» **EXERCISE OBJECTIVE**
The expected output is exactly the lines below, starting at the line with "use kube::Client;" and ending at the line with "if let Err(e)", both included; no other line belongs in it.

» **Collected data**

use kube::CustomResource;
use schemars::JsonSchema;
use serde::{Deserialize, Serialize};

use super::condition::Condition;

#[derive(
    CustomResource, Deserialize, Serialize, Clone, Debug, Default, JsonSchema,
)]
#[kube(
    group = "operator.openshift.io",
    version = "v1",
    kind = "IngressController",
    plural = "ingresscontrollers",
    namespaced,
    status = "IngressControllerStatus",
    printcolumn = r#"{"name":"Domain","type":"string","jsonPath":".status.domain"}"#
)]
#[serde(rename_all = "camelCase")]
pub struct IngressControllerSpec {
    /// Requested ingress domain; the cluster default is used when empty.
    #[serde(default, skip_serializing_if = "Option::is_none")]
    pub domain: Option<String>,
    /// Requested exposure strategy; derived from the platform when omitted.
    #[serde(default, skip_serializing_if = "Option::is_none")]
    pub endpoint_publishing_strategy: Option<EndpointPublishingStrategy>,
    /// Desired router replicas (default 2)
    #[serde(default, skip_serializing_if = "Option::is_none")]
    pub replicas: Option<i32>,
}

#[derive(Deserialize, Serialize, Clone, Debug, Default, JsonSchema, PartialEq)]
#[serde(rename_all = "camelCase")]
pub struct IngressControllerStatus {
    /// Effective domain. Written once and never changed afterwards.
    #[serde(default, skip_serializing_if = "Option::is_none")]
    pub domain: Option<String>,
    /// Effective exposure strategy. Written once and never changed afterwards.
    #[serde(default, skip_serializing_if = "Option::is_none")]
    pub endpoint_publishing_strategy: Option<EndpointPublishingStrategy>,
    #[serde(default, skip_serializing_if = "Vec::is_empty")]
    pub conditions: Vec<Condition>,
    #[serde(default, skip_serializing_if = "Option::is_none")]
    pub available_replicas: Option<i32>,
    /// Label selector of the router pods, in string form.
    #[serde(default, skip_serializing_if = "Option::is_none")]
    pub selector: Option<String>,
}

#[derive(Deserialize, Serialize, Clone, Debug, JsonSchema, PartialEq, Eq)]
pub struct EndpointPublishingStrategy {
    #[serde(rename = "type")]
    pub type_: EndpointPublishingStrategyType,
}

impl EndpointPublishingStrategy {
    pub fn of(type_: EndpointPublishingStrategyType) -> Self {
        Self { type_ }
    }
}

#[derive(
    Deserialize, Serialize, Clone, Copy, Debug, JsonSchema, PartialEq, Eq,
)]
pub enum EndpointPublishingStrategyType {
    LoadBalancerService,
    HostNetwork,
    Private,
}

impl std::fmt::Display for EndpointPublishingStrategyType {
    fn fmt(&self, f: &mut std::fmt::Formatter<'_>) -> std::fmt::Result {
        match self {
            Self::LoadBalancerService => write!(f, "LoadBalancerService"),
            Self::HostNetwork => write!(f, "HostNetwork"),
            Self::Private => write!(f, "Private"),
        }
    }
}

impl IngressController {
    /// Published domain, if any. Empty strings count as unpublished.
    pub fn status_domain(&self) -> Option<&str> {
        self.status
            .as_ref()
            .and_then(|s| s.domain.as_deref())
            .filter(|d| !d.is_empty())
    }

    pub fn is_status_domain_set(&self) -> bool {
        self.status_domain().is_some()
    }

    pub fn status_strategy(&self) -> Option<EndpointPublishingStrategyType> {
        self.status
            .as_ref()
            .and_then(|s| s.endpoint_publishing_strategy.as_ref())
            .map(|s| s.type_)
    }

    pub fn conditions(&self) -> &[Condition] {
        self.status
            .as_ref()
            .map(|s| s.conditions.as_slice())
            .unwrap_or(&[])
    }

    pub fn is_terminating(&self) -> bool {
        self.metadata.deletion_timestamp.is_some()
    }

    pub fn desired_replicas(&self) -> i32 {
        self.spec.replicas.unwrap_or(2)
    }
}
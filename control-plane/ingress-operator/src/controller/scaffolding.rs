use tracing::{info, instrument};

use super::ControllerContext;
use super::errors::ReconcileError;
use crate::store::{ObjectKey, ObjectStore, StoreObject, kind_of};
use crate::templates::{
    router_cluster_role, router_cluster_role_binding, router_namespace,
    router_service_account,
};

/// Get `desired` by key and create it when absent. Returns the persisted
/// object and whether this call created it. Existing objects are left as is.
pub(crate) async fn ensure_exists<S, K>(
    store: &S,
    desired: &K,
) -> Result<(K, bool), ReconcileError>
where
    S: ObjectStore,
    K: StoreObject,
{
    let key = ObjectKey::of(desired);
    let kind = kind_of::<K>().to_lowercase();
    match store.get::<K>(&key).await {
        Ok(existing) => Ok((existing, false)),
        Err(e) if e.is_not_found() => match store.create(desired).await {
            Ok(created) => {
                info!(%kind, %key, "created");
                Ok((created, true))
            }
            // lost a race with another writer; theirs is as good as ours
            Err(e) if e.is_already_exists() => store
                .get::<K>(&key)
                .await
                .map(|existing| (existing, false))
                .map_err(|e| {
                    ReconcileError::store(format!("get {} {}", kind, key), e)
                }),
            Err(e) => Err(ReconcileError::store(
                format!("create {} {}", kind, key),
                e,
            )),
        },
        Err(e) => Err(ReconcileError::store(format!("get {} {}", kind, key), e)),
    }
}

/// Cluster-wide objects every router instance depends on.
pub struct ResourceEnsurer<S> {
    ctx: ControllerContext<S>,
}

impl<S: ObjectStore> ResourceEnsurer<S> {
    pub fn new(ctx: ControllerContext<S>) -> Self {
        Self { ctx }
    }

    /// Ensure the router cluster role, namespace, service account and
    /// cluster role binding exist, in that order. Stops at the first failure
    /// since later objects live in or refer to earlier ones.
    #[instrument(skip_all)]
    pub async fn ensure_router_namespace(&self) -> Result<(), ReconcileError> {
        let store = self.ctx.store.as_ref();
        let ns = self.ctx.cfg.router_namespace.as_str();
        ensure_exists(store, &router_cluster_role()).await?;
        ensure_exists(store, &router_namespace(ns)).await?;
        ensure_exists(store, &router_service_account(ns)).await?;
        ensure_exists(store, &router_cluster_role_binding(ns)).await?;
        Ok(())
    }
}
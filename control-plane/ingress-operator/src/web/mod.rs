use std::net::SocketAddr;

use axum::{Router, routing::get};
use tower_http::trace::TraceLayer;
use tracing::info;

/// Liveness routes; `/healthz` is kept for probes that predate `/health`.
pub fn router() -> Router {
    Router::new()
        .route("/health", get(|| async { "ok" }))
        .route("/healthz", get(|| async { "ok" }))
        .layer(TraceLayer::new_for_http())
}

pub async fn run_http_server(addr: SocketAddr) -> anyhow::Result<()> {
    info!("health server listening on {}", addr);
    axum::serve(tokio::net::TcpListener::bind(addr).await?, router()).await?;
    Ok(())
}
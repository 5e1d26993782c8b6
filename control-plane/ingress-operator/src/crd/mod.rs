pub mod cluster_config;
pub mod condition;
pub mod dns_record;
pub mod ingress_controller;
pub mod service_monitor;

pub use cluster_config::{
    CLUSTER_CONFIG_NAME, ClusterOperator, ClusterOperatorStatus, DNS, DNSSpec,
    Infrastructure, InfrastructureSpec, InfrastructureStatus, Ingress,
    IngressSpec, PlatformType,
};
pub use condition::{Condition, ConditionStatus, ConditionType};
pub use dns_record::{DNSRecord, DNSRecordSpec, DNSRecordType};
pub use ingress_controller::{
    EndpointPublishingStrategy, EndpointPublishingStrategyType,
    IngressController, IngressControllerSpec, IngressControllerStatus,
};
pub use service_monitor::ServiceMonitor;
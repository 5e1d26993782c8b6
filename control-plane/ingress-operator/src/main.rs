use envconfig::Envconfig;
use ingress_operator::{config::OperatorConfig, init_tracing, runtime};
use kube::Client;
use tracing::info;

#[tokio::main(flavor = "multi_thread")]
async fn main() -> anyhow::Result<()> {
    init_tracing("info");

    // kube's rustls client needs a process-wide provider
    if let Err(e) = rustls::crypto::CryptoProvider::install_default(
        rustls::crypto::aws_lc_rs::default_provider(),
    ) {
        tracing::debug!(
            ?e,
            "CryptoProvider already installed or incompatible; proceeding"
        );
    }

    let cfg = OperatorConfig::init_from_env()?.apply_defaults();
    info!(?cfg, "Starting ingress operator");

    let client = Client::try_default().await?;
    runtime::run_all(client, cfg).await
}
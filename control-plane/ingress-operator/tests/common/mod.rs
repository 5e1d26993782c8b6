#![allow(dead_code)]

use std::sync::Arc;

use ingress_operator::config::OperatorConfig;
use ingress_operator::controller::finalizer::INGRESS_CONTROLLER_FINALIZER;
use ingress_operator::controller::{
    ControllerContext, MemoryRecorder, ReconcileOutcome, Reconciler,
};
use ingress_operator::crd::cluster_config::DNSZone;
use ingress_operator::crd::{
    CLUSTER_CONFIG_NAME, DNS, DNSSpec, EndpointPublishingStrategy,
    EndpointPublishingStrategyType, Infrastructure, InfrastructureSpec,
    InfrastructureStatus, Ingress, IngressController, IngressControllerSpec,
    IngressControllerStatus, IngressSpec, PlatformType,
};
use ingress_operator::store::{MemoryStore, ObjectKey};
use kube::api::ObjectMeta;

pub const OPERATOR_NS: &str = "openshift-ingress-operator";
pub const ROUTER_NS: &str = "openshift-ingress";
pub const DEFAULT_DOMAIN: &str = "apps.example.com";

// DNS-1123 safe numeric suffix for unique names
pub const DIGITS: [char; 10] =
    ['0', '1', '2', '3', '4', '5', '6', '7', '8', '9'];
pub fn uniq(prefix: &str) -> String {
    format!("{prefix}-{}", nanoid::nanoid!(6, &DIGITS))
}

// Env guard utilities
pub struct EnvGuard {
    key: &'static str,
    old: Option<String>,
}
impl Drop for EnvGuard {
    fn drop(&mut self) {
        unsafe {
            if let Some(ref v) = self.old {
                std::env::set_var(self.key, v);
            } else {
                std::env::remove_var(self.key);
            }
        }
    }
}
pub fn set_env(key: &'static str, val: &str) -> EnvGuard {
    let old = std::env::var(key).ok();
    unsafe {
        std::env::set_var(key, val);
    }
    EnvGuard { key, old }
}

/// A reconciler wired to in-memory collaborators.
pub struct Harness {
    pub store: MemoryStore,
    pub recorder: MemoryRecorder,
    pub reconciler: Reconciler<MemoryStore>,
}

impl Harness {
    pub fn new() -> Self {
        let store = MemoryStore::new();
        let recorder = MemoryRecorder::new();
        let ctx = ControllerContext::new(
            Arc::new(store.clone()),
            Arc::new(recorder.clone()),
            Arc::new(OperatorConfig::default()),
        );
        Self {
            reconciler: Reconciler::new(ctx),
            store,
            recorder,
        }
    }

    /// Harness with every cluster singleton present.
    pub async fn with_cluster(platform: PlatformType) -> Self {
        let h = Self::new();
        h.store
            .insert(&dns_config())
            .await
            .unwrap();
        h.store.insert(&infrastructure(platform)).await.unwrap();
        h.store
            .insert(&Ingress::new(
                CLUSTER_CONFIG_NAME,
                IngressSpec {
                    domain: DEFAULT_DOMAIN.into(),
                },
            ))
            .await
            .unwrap();
        h
    }

    pub async fn reconcile(&self, name: &str) -> ReconcileOutcome {
        self.reconciler.reconcile(&key(name)).await
    }

    pub async fn ingress(&self, name: &str) -> Option<IngressController> {
        self.store.fetch(&key(name)).await
    }
}

pub fn key(name: &str) -> ObjectKey {
    ObjectKey::namespaced(OPERATOR_NS, name)
}

pub fn router_key(name: &str) -> ObjectKey {
    ObjectKey::namespaced(ROUTER_NS, name)
}

/// Cluster DNS config publishing to a single public zone.
pub fn dns_config() -> DNS {
    DNS::new(
        CLUSTER_CONFIG_NAME,
        DNSSpec {
            base_domain: "example.com".into(),
            public_zone: Some(DNSZone {
                id: Some("public-zone".into()),
                ..Default::default()
            }),
            private_zone: None,
        },
    )
}

pub fn infrastructure(platform: PlatformType) -> Infrastructure {
    let mut infra =
        Infrastructure::new(CLUSTER_CONFIG_NAME, InfrastructureSpec {});
    infra.status = Some(InfrastructureStatus {
        platform: Some(platform),
    });
    infra
}

pub fn ingress_controller(name: &str, domain: Option<&str>) -> IngressController {
    IngressController {
        metadata: ObjectMeta {
            name: Some(name.into()),
            namespace: Some(OPERATOR_NS.into()),
            ..Default::default()
        },
        spec: IngressControllerSpec {
            domain: domain.map(String::from),
            ..Default::default()
        },
        status: None,
    }
}

pub fn published(
    name: &str,
    domain: &str,
    strategy: EndpointPublishingStrategyType,
) -> IngressController {
    let mut ic = ingress_controller(name, None);
    ic.metadata.finalizers = Some(vec![INGRESS_CONTROLLER_FINALIZER.into()]);
    ic.status = Some(IngressControllerStatus {
        domain: Some(domain.into()),
        endpoint_publishing_strategy: Some(EndpointPublishingStrategy::of(
            strategy,
        )),
        ..Default::default()
    });
    ic
}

» **OUTPUT**
use kube::Client;
use tracing::info;

#[tokio::main(flavor = "multi_thread")]
async fn main() -> anyhow::Result<()> {
    init_tracing("info");

    // kube's rustls client needs a process-wide provider
    if let Err(e) = rustls::crypto::CryptoProvider::install_default(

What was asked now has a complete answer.